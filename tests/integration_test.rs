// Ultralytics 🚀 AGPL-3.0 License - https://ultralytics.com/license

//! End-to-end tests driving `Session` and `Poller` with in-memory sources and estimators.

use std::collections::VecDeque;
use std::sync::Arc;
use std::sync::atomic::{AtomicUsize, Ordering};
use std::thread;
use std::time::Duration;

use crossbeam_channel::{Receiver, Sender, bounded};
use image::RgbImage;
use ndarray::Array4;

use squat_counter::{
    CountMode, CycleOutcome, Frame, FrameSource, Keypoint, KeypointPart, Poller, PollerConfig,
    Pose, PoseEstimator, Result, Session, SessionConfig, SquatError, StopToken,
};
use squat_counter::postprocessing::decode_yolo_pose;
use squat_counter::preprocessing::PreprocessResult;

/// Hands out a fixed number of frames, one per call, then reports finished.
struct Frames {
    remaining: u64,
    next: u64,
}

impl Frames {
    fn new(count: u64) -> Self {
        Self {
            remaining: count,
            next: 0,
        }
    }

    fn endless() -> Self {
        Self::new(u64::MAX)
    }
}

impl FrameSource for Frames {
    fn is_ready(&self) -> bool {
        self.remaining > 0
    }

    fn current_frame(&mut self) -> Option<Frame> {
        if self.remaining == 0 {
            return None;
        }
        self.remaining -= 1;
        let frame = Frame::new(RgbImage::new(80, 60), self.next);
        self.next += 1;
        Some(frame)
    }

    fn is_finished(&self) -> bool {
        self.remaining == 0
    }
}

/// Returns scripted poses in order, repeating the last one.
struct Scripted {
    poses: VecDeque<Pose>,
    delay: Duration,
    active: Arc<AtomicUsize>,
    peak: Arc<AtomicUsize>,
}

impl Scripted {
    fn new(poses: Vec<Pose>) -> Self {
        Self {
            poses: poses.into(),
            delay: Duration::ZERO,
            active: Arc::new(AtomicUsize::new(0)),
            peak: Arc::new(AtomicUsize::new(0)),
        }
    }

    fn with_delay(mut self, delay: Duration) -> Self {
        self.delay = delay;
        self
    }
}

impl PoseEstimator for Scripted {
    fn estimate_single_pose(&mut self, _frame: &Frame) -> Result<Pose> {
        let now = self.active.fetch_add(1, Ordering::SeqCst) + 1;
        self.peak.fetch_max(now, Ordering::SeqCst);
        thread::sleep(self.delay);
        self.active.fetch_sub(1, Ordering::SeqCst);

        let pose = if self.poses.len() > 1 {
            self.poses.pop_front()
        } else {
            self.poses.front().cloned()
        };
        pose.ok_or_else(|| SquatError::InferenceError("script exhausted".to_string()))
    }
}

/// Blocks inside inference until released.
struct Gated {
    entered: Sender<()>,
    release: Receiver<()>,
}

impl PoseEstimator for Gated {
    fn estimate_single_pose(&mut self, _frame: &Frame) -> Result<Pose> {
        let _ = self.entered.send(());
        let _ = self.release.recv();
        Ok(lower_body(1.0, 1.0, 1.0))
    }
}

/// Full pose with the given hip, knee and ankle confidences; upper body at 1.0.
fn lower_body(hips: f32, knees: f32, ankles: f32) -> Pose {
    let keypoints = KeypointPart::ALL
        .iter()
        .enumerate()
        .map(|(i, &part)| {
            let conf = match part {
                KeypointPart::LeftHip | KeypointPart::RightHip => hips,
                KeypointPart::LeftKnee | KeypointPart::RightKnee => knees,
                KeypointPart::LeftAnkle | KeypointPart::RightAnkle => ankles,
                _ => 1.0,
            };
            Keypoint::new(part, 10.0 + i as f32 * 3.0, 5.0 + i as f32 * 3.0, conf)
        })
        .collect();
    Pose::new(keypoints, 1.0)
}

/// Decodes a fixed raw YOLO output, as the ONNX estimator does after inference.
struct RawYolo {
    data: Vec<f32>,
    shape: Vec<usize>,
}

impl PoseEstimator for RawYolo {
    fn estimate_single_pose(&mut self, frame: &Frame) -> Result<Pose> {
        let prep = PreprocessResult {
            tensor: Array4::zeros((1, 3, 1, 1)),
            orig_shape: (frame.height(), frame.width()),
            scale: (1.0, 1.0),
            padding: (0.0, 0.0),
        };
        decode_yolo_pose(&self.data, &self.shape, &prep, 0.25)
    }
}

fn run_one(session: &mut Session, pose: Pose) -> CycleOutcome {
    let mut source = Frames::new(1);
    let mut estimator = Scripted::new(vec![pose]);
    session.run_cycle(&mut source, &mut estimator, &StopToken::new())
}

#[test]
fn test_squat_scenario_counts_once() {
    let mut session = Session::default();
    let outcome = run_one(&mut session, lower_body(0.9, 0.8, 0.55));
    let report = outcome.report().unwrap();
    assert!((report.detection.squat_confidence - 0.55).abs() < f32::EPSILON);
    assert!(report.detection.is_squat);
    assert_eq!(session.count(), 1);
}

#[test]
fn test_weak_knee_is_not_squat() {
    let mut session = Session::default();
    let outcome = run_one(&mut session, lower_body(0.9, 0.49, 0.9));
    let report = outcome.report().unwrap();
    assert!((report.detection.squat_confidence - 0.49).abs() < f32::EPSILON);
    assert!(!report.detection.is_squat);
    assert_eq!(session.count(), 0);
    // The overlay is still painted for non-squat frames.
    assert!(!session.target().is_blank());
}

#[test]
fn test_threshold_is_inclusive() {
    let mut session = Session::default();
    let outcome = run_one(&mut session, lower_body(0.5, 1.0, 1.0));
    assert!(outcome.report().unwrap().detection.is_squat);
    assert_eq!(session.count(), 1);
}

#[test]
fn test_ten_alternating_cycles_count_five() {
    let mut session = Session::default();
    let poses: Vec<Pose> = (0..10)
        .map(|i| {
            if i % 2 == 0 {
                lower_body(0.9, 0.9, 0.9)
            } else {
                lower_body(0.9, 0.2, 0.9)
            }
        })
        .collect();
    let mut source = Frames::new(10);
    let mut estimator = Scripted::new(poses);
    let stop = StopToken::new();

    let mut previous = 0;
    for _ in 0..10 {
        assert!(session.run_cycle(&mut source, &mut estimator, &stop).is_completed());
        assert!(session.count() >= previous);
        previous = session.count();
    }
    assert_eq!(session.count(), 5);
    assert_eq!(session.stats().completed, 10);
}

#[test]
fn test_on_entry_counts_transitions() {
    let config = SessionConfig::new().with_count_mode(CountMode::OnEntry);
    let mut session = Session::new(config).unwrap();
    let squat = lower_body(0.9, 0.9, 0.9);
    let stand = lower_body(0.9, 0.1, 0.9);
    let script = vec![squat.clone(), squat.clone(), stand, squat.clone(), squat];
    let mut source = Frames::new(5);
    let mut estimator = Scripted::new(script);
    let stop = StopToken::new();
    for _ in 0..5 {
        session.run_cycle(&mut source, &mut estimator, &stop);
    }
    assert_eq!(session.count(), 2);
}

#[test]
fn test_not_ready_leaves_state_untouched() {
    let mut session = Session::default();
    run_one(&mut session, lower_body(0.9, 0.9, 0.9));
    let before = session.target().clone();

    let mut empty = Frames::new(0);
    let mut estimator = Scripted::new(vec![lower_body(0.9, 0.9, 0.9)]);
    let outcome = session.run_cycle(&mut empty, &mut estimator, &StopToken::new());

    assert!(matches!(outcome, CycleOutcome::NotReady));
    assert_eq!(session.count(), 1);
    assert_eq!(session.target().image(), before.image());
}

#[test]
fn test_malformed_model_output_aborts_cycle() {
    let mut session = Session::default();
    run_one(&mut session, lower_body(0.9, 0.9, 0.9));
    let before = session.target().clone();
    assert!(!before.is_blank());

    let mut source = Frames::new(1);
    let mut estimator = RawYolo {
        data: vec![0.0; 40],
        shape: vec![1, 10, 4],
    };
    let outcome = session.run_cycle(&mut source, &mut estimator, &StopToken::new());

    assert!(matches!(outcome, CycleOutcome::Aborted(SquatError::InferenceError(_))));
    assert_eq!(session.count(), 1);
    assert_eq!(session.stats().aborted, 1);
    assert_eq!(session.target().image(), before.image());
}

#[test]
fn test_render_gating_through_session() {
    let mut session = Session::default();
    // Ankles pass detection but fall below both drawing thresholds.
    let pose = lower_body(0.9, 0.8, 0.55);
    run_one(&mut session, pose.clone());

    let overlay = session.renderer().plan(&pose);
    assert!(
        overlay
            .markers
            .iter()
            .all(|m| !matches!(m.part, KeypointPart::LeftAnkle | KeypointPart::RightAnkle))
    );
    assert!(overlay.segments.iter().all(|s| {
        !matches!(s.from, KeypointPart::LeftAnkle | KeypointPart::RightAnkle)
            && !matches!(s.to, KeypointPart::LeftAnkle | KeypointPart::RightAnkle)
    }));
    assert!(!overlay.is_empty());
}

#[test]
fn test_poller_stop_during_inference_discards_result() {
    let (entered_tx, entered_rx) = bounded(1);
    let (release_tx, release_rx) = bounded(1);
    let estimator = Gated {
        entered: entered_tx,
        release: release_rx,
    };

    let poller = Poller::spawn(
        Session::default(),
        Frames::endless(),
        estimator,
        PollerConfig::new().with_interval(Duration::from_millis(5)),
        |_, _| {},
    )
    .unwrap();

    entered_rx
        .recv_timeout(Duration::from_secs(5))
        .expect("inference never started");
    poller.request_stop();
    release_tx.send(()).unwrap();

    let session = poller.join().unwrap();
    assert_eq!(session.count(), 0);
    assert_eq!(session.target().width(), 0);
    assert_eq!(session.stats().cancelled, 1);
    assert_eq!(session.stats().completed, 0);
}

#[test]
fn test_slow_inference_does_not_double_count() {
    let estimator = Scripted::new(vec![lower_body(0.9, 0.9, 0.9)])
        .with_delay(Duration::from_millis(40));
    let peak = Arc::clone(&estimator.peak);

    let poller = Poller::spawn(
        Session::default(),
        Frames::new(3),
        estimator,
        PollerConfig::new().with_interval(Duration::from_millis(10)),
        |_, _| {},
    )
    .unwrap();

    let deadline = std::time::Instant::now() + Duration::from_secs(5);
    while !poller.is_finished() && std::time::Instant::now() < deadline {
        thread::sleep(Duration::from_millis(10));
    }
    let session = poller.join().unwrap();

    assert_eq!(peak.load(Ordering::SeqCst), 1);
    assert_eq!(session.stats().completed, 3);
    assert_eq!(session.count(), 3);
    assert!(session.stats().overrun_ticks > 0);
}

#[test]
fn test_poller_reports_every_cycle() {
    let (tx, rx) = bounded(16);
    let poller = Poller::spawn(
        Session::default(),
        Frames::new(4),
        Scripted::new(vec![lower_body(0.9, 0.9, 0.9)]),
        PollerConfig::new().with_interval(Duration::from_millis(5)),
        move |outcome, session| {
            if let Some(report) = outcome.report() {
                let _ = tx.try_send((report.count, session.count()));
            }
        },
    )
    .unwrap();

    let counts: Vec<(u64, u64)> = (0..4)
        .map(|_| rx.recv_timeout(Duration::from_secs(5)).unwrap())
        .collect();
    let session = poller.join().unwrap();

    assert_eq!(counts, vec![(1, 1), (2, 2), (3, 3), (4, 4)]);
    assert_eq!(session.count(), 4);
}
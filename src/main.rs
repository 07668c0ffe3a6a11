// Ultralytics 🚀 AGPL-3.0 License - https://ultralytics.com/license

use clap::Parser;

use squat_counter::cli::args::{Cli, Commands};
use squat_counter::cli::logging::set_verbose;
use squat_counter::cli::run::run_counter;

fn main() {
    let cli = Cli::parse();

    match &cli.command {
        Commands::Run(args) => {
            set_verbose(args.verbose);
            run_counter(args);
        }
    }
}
- - - - -
- Description of the task
Only the lines that hold the word "PreprocessResult" are wanted; each should be pulled from the records.

- Answer space
use squat_counter::preprocessing::PreprocessResult;
        let prep = PreprocessResult {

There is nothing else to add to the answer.